>>>

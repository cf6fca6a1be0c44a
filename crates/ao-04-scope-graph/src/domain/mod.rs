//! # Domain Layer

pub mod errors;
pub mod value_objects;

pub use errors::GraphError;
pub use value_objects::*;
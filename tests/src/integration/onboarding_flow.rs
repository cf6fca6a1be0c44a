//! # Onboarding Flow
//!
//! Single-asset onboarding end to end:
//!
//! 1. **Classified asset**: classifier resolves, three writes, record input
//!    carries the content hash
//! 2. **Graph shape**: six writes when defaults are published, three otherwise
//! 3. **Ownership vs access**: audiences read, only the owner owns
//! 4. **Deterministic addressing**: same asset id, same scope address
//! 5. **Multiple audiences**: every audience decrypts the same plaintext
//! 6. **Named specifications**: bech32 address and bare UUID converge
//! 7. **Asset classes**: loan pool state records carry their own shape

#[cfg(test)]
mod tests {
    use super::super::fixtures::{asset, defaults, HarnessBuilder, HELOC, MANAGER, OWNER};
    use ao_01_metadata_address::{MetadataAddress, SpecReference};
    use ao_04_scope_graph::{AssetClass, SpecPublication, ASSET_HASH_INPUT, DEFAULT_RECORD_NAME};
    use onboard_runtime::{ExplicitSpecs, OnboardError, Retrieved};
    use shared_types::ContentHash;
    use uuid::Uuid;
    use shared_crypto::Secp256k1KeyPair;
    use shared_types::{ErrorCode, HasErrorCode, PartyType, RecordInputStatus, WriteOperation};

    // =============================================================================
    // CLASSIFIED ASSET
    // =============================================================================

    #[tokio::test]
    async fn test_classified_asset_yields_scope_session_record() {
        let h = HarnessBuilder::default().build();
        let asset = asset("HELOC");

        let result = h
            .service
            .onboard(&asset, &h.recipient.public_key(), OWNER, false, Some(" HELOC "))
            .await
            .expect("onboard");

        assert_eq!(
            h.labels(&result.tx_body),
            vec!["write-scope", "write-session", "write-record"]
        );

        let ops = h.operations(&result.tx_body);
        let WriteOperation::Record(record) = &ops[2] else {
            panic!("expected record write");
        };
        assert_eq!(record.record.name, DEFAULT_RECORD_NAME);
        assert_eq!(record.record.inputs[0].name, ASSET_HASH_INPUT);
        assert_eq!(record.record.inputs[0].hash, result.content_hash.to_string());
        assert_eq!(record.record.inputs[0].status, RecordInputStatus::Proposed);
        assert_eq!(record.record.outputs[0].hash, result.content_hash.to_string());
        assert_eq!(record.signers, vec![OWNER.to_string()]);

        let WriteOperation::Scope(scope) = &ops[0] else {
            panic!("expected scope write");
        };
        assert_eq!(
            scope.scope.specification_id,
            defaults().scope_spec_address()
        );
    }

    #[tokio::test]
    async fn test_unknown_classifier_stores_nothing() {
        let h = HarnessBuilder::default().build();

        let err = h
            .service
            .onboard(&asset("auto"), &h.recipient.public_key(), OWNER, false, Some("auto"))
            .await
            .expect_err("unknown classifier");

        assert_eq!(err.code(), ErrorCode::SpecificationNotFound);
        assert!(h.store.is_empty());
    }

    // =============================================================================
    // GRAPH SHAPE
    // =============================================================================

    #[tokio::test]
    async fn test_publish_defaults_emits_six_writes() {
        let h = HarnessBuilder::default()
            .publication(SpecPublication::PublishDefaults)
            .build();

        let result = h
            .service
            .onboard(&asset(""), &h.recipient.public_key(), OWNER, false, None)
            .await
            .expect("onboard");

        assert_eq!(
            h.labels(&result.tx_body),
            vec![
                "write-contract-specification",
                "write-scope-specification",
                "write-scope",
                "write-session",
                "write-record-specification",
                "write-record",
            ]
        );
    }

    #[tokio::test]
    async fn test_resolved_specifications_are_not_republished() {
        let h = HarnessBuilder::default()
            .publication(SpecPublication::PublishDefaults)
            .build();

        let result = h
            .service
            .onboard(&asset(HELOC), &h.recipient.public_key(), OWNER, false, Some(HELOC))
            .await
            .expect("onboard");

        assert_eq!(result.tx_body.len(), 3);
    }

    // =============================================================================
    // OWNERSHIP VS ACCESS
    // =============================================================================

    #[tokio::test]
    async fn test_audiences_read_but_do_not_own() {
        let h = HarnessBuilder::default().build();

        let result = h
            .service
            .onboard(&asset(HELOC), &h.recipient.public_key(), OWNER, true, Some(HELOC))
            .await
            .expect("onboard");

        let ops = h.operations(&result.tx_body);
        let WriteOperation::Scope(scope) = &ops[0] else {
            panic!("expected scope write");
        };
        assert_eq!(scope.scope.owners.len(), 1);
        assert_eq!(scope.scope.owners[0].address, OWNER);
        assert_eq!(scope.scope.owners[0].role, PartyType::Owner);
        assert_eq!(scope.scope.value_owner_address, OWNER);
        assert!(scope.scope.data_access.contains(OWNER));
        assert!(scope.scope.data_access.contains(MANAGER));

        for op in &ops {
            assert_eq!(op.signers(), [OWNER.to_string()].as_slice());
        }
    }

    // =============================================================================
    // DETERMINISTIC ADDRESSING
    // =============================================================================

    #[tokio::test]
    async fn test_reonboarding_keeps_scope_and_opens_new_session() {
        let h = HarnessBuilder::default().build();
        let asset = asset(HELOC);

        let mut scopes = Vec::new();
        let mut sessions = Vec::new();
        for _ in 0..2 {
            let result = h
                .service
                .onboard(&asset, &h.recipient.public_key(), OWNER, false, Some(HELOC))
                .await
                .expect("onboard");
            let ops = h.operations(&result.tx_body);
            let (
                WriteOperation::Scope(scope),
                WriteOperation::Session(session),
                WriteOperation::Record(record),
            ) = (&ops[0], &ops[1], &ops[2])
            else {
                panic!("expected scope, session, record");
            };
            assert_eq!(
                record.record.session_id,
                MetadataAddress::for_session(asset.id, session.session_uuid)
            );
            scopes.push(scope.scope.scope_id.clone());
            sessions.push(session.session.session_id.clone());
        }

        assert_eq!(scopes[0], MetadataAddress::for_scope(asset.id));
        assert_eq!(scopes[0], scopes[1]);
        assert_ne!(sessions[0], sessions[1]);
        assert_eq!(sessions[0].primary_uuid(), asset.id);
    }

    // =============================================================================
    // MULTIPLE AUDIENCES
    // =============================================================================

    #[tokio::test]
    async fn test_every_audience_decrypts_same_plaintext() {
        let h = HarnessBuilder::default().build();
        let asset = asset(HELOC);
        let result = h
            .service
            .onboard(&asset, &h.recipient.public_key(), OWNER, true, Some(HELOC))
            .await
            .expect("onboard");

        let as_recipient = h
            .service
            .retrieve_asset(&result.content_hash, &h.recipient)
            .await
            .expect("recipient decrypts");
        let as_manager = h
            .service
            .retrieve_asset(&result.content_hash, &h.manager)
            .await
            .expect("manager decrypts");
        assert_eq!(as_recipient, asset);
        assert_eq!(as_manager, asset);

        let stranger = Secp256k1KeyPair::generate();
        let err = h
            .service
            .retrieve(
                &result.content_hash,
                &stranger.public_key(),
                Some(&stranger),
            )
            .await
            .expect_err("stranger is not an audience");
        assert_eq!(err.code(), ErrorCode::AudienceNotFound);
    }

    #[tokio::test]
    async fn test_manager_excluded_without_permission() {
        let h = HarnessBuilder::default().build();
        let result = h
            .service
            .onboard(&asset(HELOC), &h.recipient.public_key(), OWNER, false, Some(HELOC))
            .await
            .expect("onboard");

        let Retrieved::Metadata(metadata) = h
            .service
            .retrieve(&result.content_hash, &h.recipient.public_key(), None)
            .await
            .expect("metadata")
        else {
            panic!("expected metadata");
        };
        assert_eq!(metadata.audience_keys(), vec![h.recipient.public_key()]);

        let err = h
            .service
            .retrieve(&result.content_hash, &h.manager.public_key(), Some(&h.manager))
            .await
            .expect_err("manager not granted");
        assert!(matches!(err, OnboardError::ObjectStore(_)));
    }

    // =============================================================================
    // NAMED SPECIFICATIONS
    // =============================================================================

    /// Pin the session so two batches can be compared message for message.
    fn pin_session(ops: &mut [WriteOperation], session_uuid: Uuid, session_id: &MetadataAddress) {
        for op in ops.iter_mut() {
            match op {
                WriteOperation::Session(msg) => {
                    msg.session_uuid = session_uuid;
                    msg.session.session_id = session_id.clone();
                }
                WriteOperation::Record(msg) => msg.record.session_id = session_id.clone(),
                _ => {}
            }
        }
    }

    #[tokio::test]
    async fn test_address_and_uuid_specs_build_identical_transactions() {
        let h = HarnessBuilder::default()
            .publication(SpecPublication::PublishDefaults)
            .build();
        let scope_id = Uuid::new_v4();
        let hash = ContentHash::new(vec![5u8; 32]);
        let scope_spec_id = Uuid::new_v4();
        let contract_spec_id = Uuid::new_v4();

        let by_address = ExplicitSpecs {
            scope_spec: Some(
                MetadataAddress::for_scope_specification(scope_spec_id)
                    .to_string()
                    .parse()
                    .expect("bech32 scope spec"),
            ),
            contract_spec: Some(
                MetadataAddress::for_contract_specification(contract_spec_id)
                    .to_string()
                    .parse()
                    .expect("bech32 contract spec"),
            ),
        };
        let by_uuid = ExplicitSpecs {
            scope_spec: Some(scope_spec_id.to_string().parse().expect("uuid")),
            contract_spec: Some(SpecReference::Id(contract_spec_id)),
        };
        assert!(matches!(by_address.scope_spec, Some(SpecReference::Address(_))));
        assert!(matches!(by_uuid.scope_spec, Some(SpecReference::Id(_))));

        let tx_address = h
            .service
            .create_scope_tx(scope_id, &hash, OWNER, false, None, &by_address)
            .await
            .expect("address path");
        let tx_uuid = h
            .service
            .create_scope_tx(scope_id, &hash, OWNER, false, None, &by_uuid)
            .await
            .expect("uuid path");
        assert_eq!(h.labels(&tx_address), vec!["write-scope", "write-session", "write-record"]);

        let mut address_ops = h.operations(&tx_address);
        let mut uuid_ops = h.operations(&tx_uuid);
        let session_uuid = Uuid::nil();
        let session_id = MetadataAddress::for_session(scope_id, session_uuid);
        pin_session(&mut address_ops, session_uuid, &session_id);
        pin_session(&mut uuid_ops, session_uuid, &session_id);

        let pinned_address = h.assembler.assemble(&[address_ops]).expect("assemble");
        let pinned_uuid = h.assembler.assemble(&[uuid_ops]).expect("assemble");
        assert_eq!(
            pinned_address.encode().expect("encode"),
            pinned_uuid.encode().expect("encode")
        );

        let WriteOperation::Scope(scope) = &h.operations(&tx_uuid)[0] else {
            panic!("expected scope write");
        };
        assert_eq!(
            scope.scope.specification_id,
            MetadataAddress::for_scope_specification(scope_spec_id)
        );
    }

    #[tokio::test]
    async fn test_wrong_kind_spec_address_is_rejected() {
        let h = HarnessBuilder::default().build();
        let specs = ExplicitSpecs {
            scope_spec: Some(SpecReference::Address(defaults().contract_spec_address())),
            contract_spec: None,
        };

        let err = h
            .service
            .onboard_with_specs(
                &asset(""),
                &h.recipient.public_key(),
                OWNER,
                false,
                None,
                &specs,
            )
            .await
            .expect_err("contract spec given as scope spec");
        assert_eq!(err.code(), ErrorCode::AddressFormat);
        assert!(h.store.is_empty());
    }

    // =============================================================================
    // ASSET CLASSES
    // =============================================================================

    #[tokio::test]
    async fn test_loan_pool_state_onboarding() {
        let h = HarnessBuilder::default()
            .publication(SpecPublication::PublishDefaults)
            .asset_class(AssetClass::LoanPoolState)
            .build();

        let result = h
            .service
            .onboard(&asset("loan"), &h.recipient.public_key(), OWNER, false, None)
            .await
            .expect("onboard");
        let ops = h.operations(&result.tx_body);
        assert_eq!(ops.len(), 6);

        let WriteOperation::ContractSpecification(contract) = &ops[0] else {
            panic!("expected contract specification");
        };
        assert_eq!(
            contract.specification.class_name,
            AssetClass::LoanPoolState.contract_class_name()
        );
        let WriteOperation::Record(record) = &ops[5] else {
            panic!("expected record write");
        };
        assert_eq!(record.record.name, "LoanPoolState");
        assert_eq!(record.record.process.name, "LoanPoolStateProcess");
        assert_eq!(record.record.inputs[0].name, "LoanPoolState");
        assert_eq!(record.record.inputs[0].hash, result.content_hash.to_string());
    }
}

<<<

_WORK ITEM:_
Each line above that has "else" adds one to the count; say the final count with no other text.

_RESULT FOR THIS EXERCISE:_
8